А это и не преступление вовсе! Да случилось зайти к Серебрякову по делам учителю заводской школы в селе Июльском (оно же Берёзово) Ивану Вострокнутову. Был он не один, с троюродным братцем Василием Коренновым. Гостей за стол усадили. Люди всё нестарые, а некоторые и вовсе молодые: картишки, беседы о литературе, журналах, свежих новостях в газетах, без политики тоже не обошлось.
И всё бы ничего, да Карл Антонович, даром, что выпускник медико-хирургической Академии, пусть и по ветеринарной части, контроль за словами терять начал: Польшу восхвалял, а Россию поругивал, особливо мужиков-дураков да чиновников – мошенников и воров.
- Что ж ты, Карл Антоныч сам-то царю присягу давал и служишь ему?
Выяснилось, что не польза Отечеству, а жалованье прельщает чиновника от ветеринарии. За такие деньги – да хоть навоз из конюшни готов чистить! Ну, посмеялись бы да замяли опасную тему, на баб переключились бы!
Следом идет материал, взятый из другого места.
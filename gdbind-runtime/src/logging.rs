// Logging bridge to the engine's log sink.

pub use gdbind_ffi::{LOG_ERROR, LOG_INFO, LOG_WARNING};

use crate::api::{api, is_api_initialized};

/// Log a message through the engine.
///
/// Usage:
/// ```ignore
/// glog!(LOG_INFO, "registered {} classes", n);
/// glog!(LOG_WARNING, "something suspicious");
/// glog!(LOG_ERROR, "fatal: {err}");
/// ```
#[macro_export]
macro_rules! glog {
    ($level:expr, $($arg:tt)*) => {{
        $crate::logging::log_message($level, &format!($($arg)*), file!(), line!());
    }};
}

/// Forward one message. Before the interface is bound, falls back to stderr.
pub fn log_message(level: u8, msg: &str, file: &str, line: u32) {
    if is_api_initialized() {
        // SAFETY: the logging sub-table is valid once the interface is bound.
        unsafe {
            ((*api().logging).log)(
                level,
                msg.as_ptr(),
                msg.len() as u32,
                file.as_ptr(),
                file.len() as u32,
                line,
            );
        }
    } else {
        eprintln!("[gdbind] {msg}");
    }
}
И ведь переключились, да только неловко вышло. Не понравился католику-ветеринару учитель из Июльского, стал он его бранить «дураком, Берёзовой дубиной, Берёзовой кобылой и прочими пошлыми наименованиями». А потом пьяный стал нести, что Вострокнутов «ведёт пасквильную жизнь», ходит «в развратные дома в Берёзове» и, наконец, вовсе обвинил в том, что тот живёт со свояченицей, которая присматривала за детьми и обихаживала дом учителя-вдовца. Обидчика, конечно, одёрнули, да он и сам, видимо, понял, что перегнул палку, а потому стал Вострокнутова нахваливать. Ну что с пьяного взять!
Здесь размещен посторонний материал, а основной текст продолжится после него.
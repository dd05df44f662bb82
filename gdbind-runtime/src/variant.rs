// Variant: the engine's tagged-union value, held through the pointer registry.
//
// Encoding goes through the engine's from-type constructors and decoding
// through its to-type constructors, so payload shapes always match the
// engine bit for bit. Decoding checks the tag first and never converts
// between kinds.

use std::fmt;

use gdbind_ffi::{
    CallError, ConstVariantPtr, OpaqueVariant, TypePtr, UninitTypePtr, VariantOperator,
    VariantPtr, VariantType,
};

use crate::api::api;
use crate::builtin::{BuiltinValue, GString, StringName};
use crate::builtin_fns;
use crate::error::{BindError, BindResult, check_call_error};
use crate::logging::LOG_ERROR;
use crate::registry::{PayloadKind, Pin, pack, registry, unpack};

/// Host value convertible into a Variant of a fixed kind.
pub trait ToVariant {
    fn to_variant(&self) -> Variant;
}

/// Host value decodable from a Variant. Fails with `TypeMismatch` when the
/// Variant's tag is not the kind `Self` maps to.
pub trait FromVariant: Sized {
    fn try_from_variant(variant: &Variant) -> BindResult<Self>;
}

/// Static Variant kind of a host type.
pub trait VariantKind {
    const VARIANT_TYPE: VariantType;
}

/// An owned engine Variant. Nil needs no engine allocation and holds no slot.
pub struct Variant {
    pin: Option<Pin>,
}

impl Variant {
    #[inline]
    pub const fn nil() -> Self {
        Variant { pin: None }
    }

    /// Take ownership of an engine-constructed Variant token.
    ///
    /// # Safety
    /// `token` must be a live Variant the caller owns and will not destroy.
    pub(crate) unsafe fn from_owned_token(token: OpaqueVariant) -> Self {
        // SAFETY: token is a valid Variant per the contract above.
        let ty = unsafe { ((*api().variant).get_type)(token.as_ptr()) };
        if ty == VariantType::Nil {
            return Variant::nil();
        }
        Variant {
            pin: Some(registry().adopt(PayloadKind::Variant, pack(token))),
        }
    }

    /// Copy a Variant the engine still owns.
    ///
    /// # Safety
    /// `ptr` must point at a live Variant.
    pub(crate) unsafe fn from_borrowed_ptr(ptr: ConstVariantPtr) -> Self {
        let mut token = OpaqueVariant::ZERO;
        unsafe {
            ((*api().variant).new_copy)(token.as_mut_ptr(), ptr);
            Variant::from_owned_token(token)
        }
    }

    /// Borrowed view of the token. All-zero is Nil.
    #[track_caller]
    pub(crate) fn token(&self) -> OpaqueVariant {
        match self.pin {
            None => OpaqueVariant::ZERO,
            Some(pin) => unpack(registry().get(pin)),
        }
    }

    /// Give the payload to the engine: destroy what `dst` holds, then move
    /// this Variant's token in.
    ///
    /// # Safety
    /// `dst` must point at an initialized Variant owned by the engine.
    pub(crate) unsafe fn write_to(self, dst: VariantPtr) {
        unsafe {
            ((*api().variant).destroy)(dst);
            self.move_into(dst);
        }
    }

    /// Move the token into uninitialized (zeroed) memory.
    ///
    /// # Safety
    /// `dst` must be valid for a 24-byte write and hold no live Variant.
    pub(crate) unsafe fn move_into(self, dst: TypePtr) {
        let token = match self.pin {
            None => OpaqueVariant::ZERO,
            Some(pin) => match registry().transfer_to_engine(pin) {
                Ok(packed) => unpack(packed),
                Err(_) => OpaqueVariant::ZERO,
            },
        };
        std::mem::forget(self);
        unsafe { std::ptr::write(dst as *mut OpaqueVariant, token) };
    }

    pub fn get_type(&self) -> VariantType {
        match self.pin {
            None => VariantType::Nil,
            Some(_) => {
                let token = self.token();
                // SAFETY: token is a live Variant owned by the registry.
                unsafe { ((*api().variant).get_type)(token.as_ptr()) }
            }
        }
    }

    #[inline]
    pub fn is_nil(&self) -> bool {
        self.pin.is_none() || self.get_type() == VariantType::Nil
    }

    /// Decode into `T`, checking the tag.
    #[inline]
    pub fn to<T: FromVariant>(&self) -> BindResult<T> {
        T::try_from_variant(self)
    }

    /// The engine's string form of the value.
    pub fn stringify(&self) -> GString {
        let token = self.token();
        let mut out = gdbind_ffi::OpaqueString::ZERO;
        unsafe {
            ((*api().variant).stringify)(token.as_ptr(), out.as_mut_ptr());
            GString::from_owned_token(out)
        }
    }

    pub fn hash_value(&self) -> i64 {
        let token = self.token();
        unsafe { ((*api().variant).hash)(token.as_ptr()) }
    }

    pub fn booleanize(&self) -> bool {
        let token = self.token();
        unsafe { ((*api().variant).booleanize)(token.as_ptr()) }
    }

    /// Apply an engine operator. `None` if the operator is not defined for
    /// the operand kinds.
    pub fn evaluate(&self, op: VariantOperator, rhs: &Variant) -> Option<Variant> {
        let a = self.token();
        let b = rhs.token();
        let mut out = OpaqueVariant::ZERO;
        let mut valid = false;
        unsafe {
            ((*api().variant).evaluate)(op, a.as_ptr(), b.as_ptr(), out.as_mut_ptr(), &mut valid);
            let result = Variant::from_owned_token(out);
            valid.then_some(result)
        }
    }

    /// Call a builtin method of the held value by name.
    pub fn call(&mut self, method: &str, args: &[Variant]) -> BindResult<Variant> {
        let name = StringName::from(method);
        let name_token = name.token();
        let arg_tokens: Vec<OpaqueVariant> = args.iter().map(Variant::token).collect();
        let arg_ptrs: Vec<ConstVariantPtr> = arg_tokens.iter().map(|t| t.as_ptr()).collect();
        let mut out = OpaqueVariant::ZERO;
        let mut error = CallError::OK;
        let invoke = |base: VariantPtr, out: &mut OpaqueVariant, error: &mut CallError| unsafe {
            ((*api().variant).call)(
                base,
                name_token.as_ptr(),
                arg_ptrs.as_ptr(),
                arg_ptrs.len() as i64,
                out.as_mut_ptr(),
                error,
            )
        };
        match self.pin {
            None => {
                let mut nil = OpaqueVariant::ZERO;
                invoke(nil.as_mut_ptr(), &mut out, &mut error);
            }
            Some(pin) => registry().update(pin, |tok| invoke(tok.as_mut_ptr(), &mut out, &mut error)),
        }
        let result = unsafe { Variant::from_owned_token(out) };
        check_call_error(&error, method)?;
        Ok(result)
    }
}

impl Default for Variant {
    fn default() -> Self {
        Variant::nil()
    }
}

impl Clone for Variant {
    fn clone(&self) -> Self {
        match self.pin {
            None => Variant::nil(),
            Some(_) => {
                let token = self.token();
                unsafe { Variant::from_borrowed_ptr(token.as_ptr()) }
            }
        }
    }
}

impl Drop for Variant {
    fn drop(&mut self) {
        if let Some(pin) = self.pin.take() {
            registry().end(pin);
        }
    }
}

impl PartialEq for Variant {
    fn eq(&self, other: &Self) -> bool {
        self.evaluate(VariantOperator::Equal, other)
            .is_some_and(|v| v.booleanize())
    }
}

impl fmt::Display for Variant {
    fn fmt(&self, f: &mut fmt::Formatter<'_>) -> fmt::Result {
        write!(f, "{}", self.stringify())
    }
}

impl fmt::Debug for Variant {
    fn fmt(&self, f: &mut fmt::Formatter<'_>) -> fmt::Result {
        f.debug_tuple("Variant")
            .field(&self.get_type())
            .field(&self.stringify().to_string())
            .finish()
    }
}

impl ToVariant for Variant {
    fn to_variant(&self) -> Variant {
        self.clone()
    }
}

impl FromVariant for Variant {
    fn try_from_variant(variant: &Variant) -> BindResult<Self> {
        Ok(variant.clone())
    }
}

// ---------------------------------------------------------------------------
// Builtin encode/decode through the engine's type constructors
// ---------------------------------------------------------------------------

/// Encode a builtin through `variant_from_type`. The engine copies pooled
/// payloads, so `value` keeps its own reference.
pub(crate) fn encode_builtin<T: BuiltinValue>(value: &T) -> Variant {
    let repr = value.to_repr();
    match builtin_fns::variant_from_type(T::VARIANT_TYPE) {
        Ok(ctor) => {
            let mut token = OpaqueVariant::ZERO;
            unsafe {
                ctor(token.as_mut_ptr(), &repr as *const T::Repr as TypePtr);
                Variant::from_owned_token(token)
            }
        }
        Err(e) => {
            crate::glog!(LOG_ERROR, "[gdbind] cannot encode {}: {e}", T::VARIANT_TYPE.name());
            Variant::nil()
        }
    }
}

/// Decode a builtin through `type_from_variant` after checking the tag.
pub(crate) fn decode_builtin<T: BuiltinValue>(variant: &Variant) -> BindResult<T> {
    let actual = variant.get_type();
    if actual != T::VARIANT_TYPE {
        return Err(BindError::variant_mismatch(T::VARIANT_TYPE, actual));
    }
    let ctor = builtin_fns::type_from_variant(T::VARIANT_TYPE)?;
    // SAFETY: AbiValue guarantees the zero pattern is a valid Repr.
    let mut repr: T::Repr = unsafe { std::mem::zeroed() };
    let mut token = variant.token();
    let value = unsafe {
        ctor(&mut repr as *mut T::Repr as UninitTypePtr, token.as_mut_ptr());
        T::from_owned_repr(repr)
    };
    value.validate()?;
    Ok(value)
}

// ---------------------------------------------------------------------------
// Scalars narrower than the engine's int/float
// ---------------------------------------------------------------------------

macro_rules! widened_scalar {
    ($($t:ty => $wide:ty),* $(,)?) => {$(
        impl VariantKind for $t {
            const VARIANT_TYPE: VariantType = <$wide as VariantKind>::VARIANT_TYPE;
        }

        impl ToVariant for $t {
            fn to_variant(&self) -> Variant {
                (*self as $wide).to_variant()
            }
        }

        impl FromVariant for $t {
            /// Narrowing wraps (two's complement), like the engine's own casts.
            fn try_from_variant(variant: &Variant) -> BindResult<Self> {
                <$wide>::try_from_variant(variant).map(|v| v as $t)
            }
        }
    )*};
}

widened_scalar!(
    i8 => i64, i16 => i64, i32 => i64,
    u8 => i64, u16 => i64, u32 => i64, u64 => i64,
    f32 => f64,
);

// ---------------------------------------------------------------------------
// Nil, Option, and Rust strings
// ---------------------------------------------------------------------------

impl<T: ToVariant> ToVariant for Option<T> {
    fn to_variant(&self) -> Variant {
        match self {
            Some(v) => v.to_variant(),
            None => Variant::nil(),
        }
    }
}

impl<T: FromVariant> FromVariant for Option<T> {
    fn try_from_variant(variant: &Variant) -> BindResult<Self> {
        if variant.is_nil() {
            Ok(None)
        } else {
            T::try_from_variant(variant).map(Some)
        }
    }
}

impl<T: ToVariant + ?Sized> ToVariant for &T {
    fn to_variant(&self) -> Variant {
        (**self).to_variant()
    }
}

impl ToVariant for str {
    fn to_variant(&self) -> Variant {
        GString::from(self).to_variant()
    }
}

impl ToVariant for String {
    fn to_variant(&self) -> Variant {
        self.as_str().to_variant()
    }
}

impl FromVariant for String {
    fn try_from_variant(variant: &Variant) -> BindResult<Self> {
        GString::try_from_variant(variant).map(|s| s.to_string())
    }
}

#[cfg(test)]
mod tests {
    use super::*;
    use crate::testing;

    #[test]
    fn integers_round_trip() {
        let _engine = testing::session();
        let v = 42i64.to_variant();
        assert_eq!(v.get_type(), VariantType::Int);
        assert_eq!(v.to::<i64>(), Ok(42));
        assert_eq!((-1i32).to_variant().to::<i32>(), Ok(-1));
    }

    #[test]
    fn narrowing_wraps() {
        let _engine = testing::session();
        let v = 300i64.to_variant();
        assert_eq!(v.to::<u8>(), Ok(44));
        assert_eq!((-1i64).to_variant().to::<u32>(), Ok(u32::MAX));
    }

    #[test]
    fn floats_widen_to_f64() {
        let _engine = testing::session();
        let v = 0.5f32.to_variant();
        assert_eq!(v.get_type(), VariantType::Float);
        assert_eq!(v.to::<f64>(), Ok(0.5));
    }

    #[test]
    fn string_decoded_as_int_is_a_mismatch() {
        let _engine = testing::session();
        let v = "hello".to_variant();
        let err = v.to::<i64>().unwrap_err();
        assert_eq!(err, BindError::variant_mismatch(VariantType::Int, VariantType::String));
        assert_eq!(v.to::<String>().as_deref(), Ok("hello"));
    }

    #[test]
    fn nil_maps_to_none() {
        let _engine = testing::session();
        let nil = Variant::nil();
        assert!(nil.is_nil());
        assert_eq!(nil.to::<Option<i64>>(), Ok(None));
        assert!(nil.to::<i64>().is_err());
        assert_eq!(Some(3i64).to_variant().to::<Option<i64>>(), Ok(Some(3)));
    }

    #[test]
    fn clone_and_drop_release_every_slot() {
        let _engine = testing::session();
        let before = registry().live_count();
        {
            let a = "shared".to_variant();
            let b = a.clone();
            assert_eq!(a, b);
            assert_eq!(registry().live_count(), before + 2);
        }
        assert_eq!(registry().live_count(), before);
    }

    #[test]
    fn operators_and_stringify() {
        let _engine = testing::session();
        let sum = 2i64
            .to_variant()
            .evaluate(VariantOperator::Add, &3i64.to_variant())
            .unwrap();
        assert_eq!(sum.to::<i64>(), Ok(5));
        assert_eq!(true.to_variant().stringify().to_string(), "true");
        assert!(!Variant::nil().booleanize());
    }

    #[test]
    fn variant_call_reaches_builtin_methods() {
        let _engine = testing::session();
        let mut s = "four".to_variant();
        assert_eq!(s.call("length", &[]).unwrap().to::<i64>(), Ok(4));
        let err = s.call("no_such_method", &[]).unwrap_err();
        assert!(matches!(err, BindError::CallFailed { .. }));
    }
}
Маленький человек Вострокнутов, а всему предел есть: вспылил, ушёл, а на следующий день прошение написал. Да кому? – Государю. Ну а для пущей важности личной обиды помянул и про Польшу, и про Россию, и про воров-чиновников...
Заскрипела машина, заворочалась, того гляди ветеринара измелет в порошок. Не тут-то было! Ну, во-первых, у нас в России порядочные люди не любят доносительство, а потому свидетели и твердили, что Яроцкий говорил лишь о тех чиновниках, которых ругали газеты, благо речь перед этим о прессе и шла. Насчёт свояченицы и того проще для ветеринарного чиновника вышло:
«...Я говорил Вострокнутову, что трудно отыскать женщину, чтобы заменила бы мать... при том же сказал, ведь вы живёте с детьми и свояченицей, вот вам и мать для детей, для чего Вострокнутов принял моё выражение в противную сторону и считает слова «жить со свояченицей» каким-то кровосмешением. А что Вострокнутов ходит в разные дома, я сказал, что в Берёзове девок много, за которыми можно немного приволокнуться».Да и обиженный стал понемногу остывать:
«...В припадке гнева и совершенно расстроенном Духе, я в то время, быть может, некоторые слова понял неправильно. Цель же первого обстоятельства в моём прошении не состояла в том, чтобы мне быть доносчиком; я написал его единственно потому, как думал, чтобы этим придать важность обиде, нанесённой мне Г. Яроцким».Дело до царя, конечно, не дошло, решение принимали в Екатеринбурге:
«Вострокнутов, претендуя на причинение ему, в частной компании, личной обиды ветеринарным врачом Воткинского завода, Титулярным Советником Яроцким, вывел на этого чиновника извет о произнесении будто бы им, Яроцким, непристойных укорительных слов против России, с изъявлением против неё враждебного чувства за действия против Польши и о порицании при этом всех Русских чиновников».Предписание Главной Конторе - дело «оставить без последствий, и самого Яроцкого считать свободным от прикосновенности к делу сему». Ну а по части личной обиды – пусть при желании обиженный и дальше судится!
А мне жалко почему-то маленького человека, сгоряча вдруг ставшего доносчиком.